Sam Lucchese (February 24, 1868 – January 15, 1929) was an Italian-born American businessman and impresario. He was the founder of the Lucchese Boot Company and the owner of Spanish-language theaters in San Antonio and Laredo, Texas.

==Early life==
Sam Lucchese was born on February 24, 1868, in Palermo, Sicily, Italy. He immigrated to the United States in 1883 with his parents and siblings, settling in San Antonio, Texas.

==Career==
Lucchese was a businessman. In 1883, he co-founded the Lucchese Boot Company with his brother in San Antonio.

With the revenue from his boot company, Lucchese opened Spanish-language theaters in San Antonio and Laredo. In 1912, he acquired the Teatro Zaragoza on the corner of Commerce Street and Santa Rosa Street in San Antonio. Five years later, in 1917, he acquired the Teatro Nacional, located at the same intersection in San Antonio.
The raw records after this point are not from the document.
// SPDX-License-Identifier: BUSL-1.1
// Copyright (c) 2026 Alfred Jean LLC

//! Test macros for tokenizer tests.
//!
//! These macros reduce boilerplate by providing declarative test
//! generation.

/// Generate tokenization success tests asserting the produced words.
///
/// # Usage
///
/// ```ignore
/// lex_tests! {
///     name: "input" => ["token1", "token2"],
/// }
/// ```
macro_rules! lex_tests {
    ($($name:ident: $input:expr => [$($token:expr),* $(,)?]),* $(,)?) => {
        $(
            #[test]
            fn $name() {
                let stage = Lexer::tokenize($input)
                    .expect(concat!("failed to tokenize: ", $input));
                let expected: Vec<&str> = vec![$($token),*];
                assert_eq!(stage.tokens, expected, "input: {:?}", $input);
            }
        )*
    };
}

/// Generate tokenization error tests.
///
/// # Usage
///
/// ```ignore
/// lex_error_tests! {
///     name: "input" => LexerError::UnterminatedSingleQuote { .. },
/// }
/// ```
macro_rules! lex_error_tests {
    ($($name:ident: $input:expr => $error:pat),* $(,)?) => {
        $(
            #[test]
            fn $name() {
                let result = Lexer::tokenize($input);
                assert!(
                    matches!(result, Err($error)),
                    "expected error {:?} for input {:?}, got {:?}",
                    stringify!($error), $input, result
                );
            }
        )*
    };
}

// Macros are exported via #[macro_use] in mod.rs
An impresario, he hired actors from Mexico to perform in his theaters.

==Personal life==
He married Frances Battaglia. They had three sons and two daughters. Their son Gaetano "Tano" Lucchese ran the family's Spanish-language theaters, expanding the collection in San Antonio to include the Alameda Theater and Casa de Mexico International Building. Daughter Josephine Lucchese became a renowned opera vocalist and performed at the opening night of the Alameda Theater.

==Death and legacy==
He died of a stroke on January 15, 1929, in San Antonio, Texas. He was buried at Saint Mary's Cemetery. After his death, his son Cosimo took over the Lucchese Boot Company. His grandson, Samuel James Lucchese, succeeded him, and designed boots for many actors.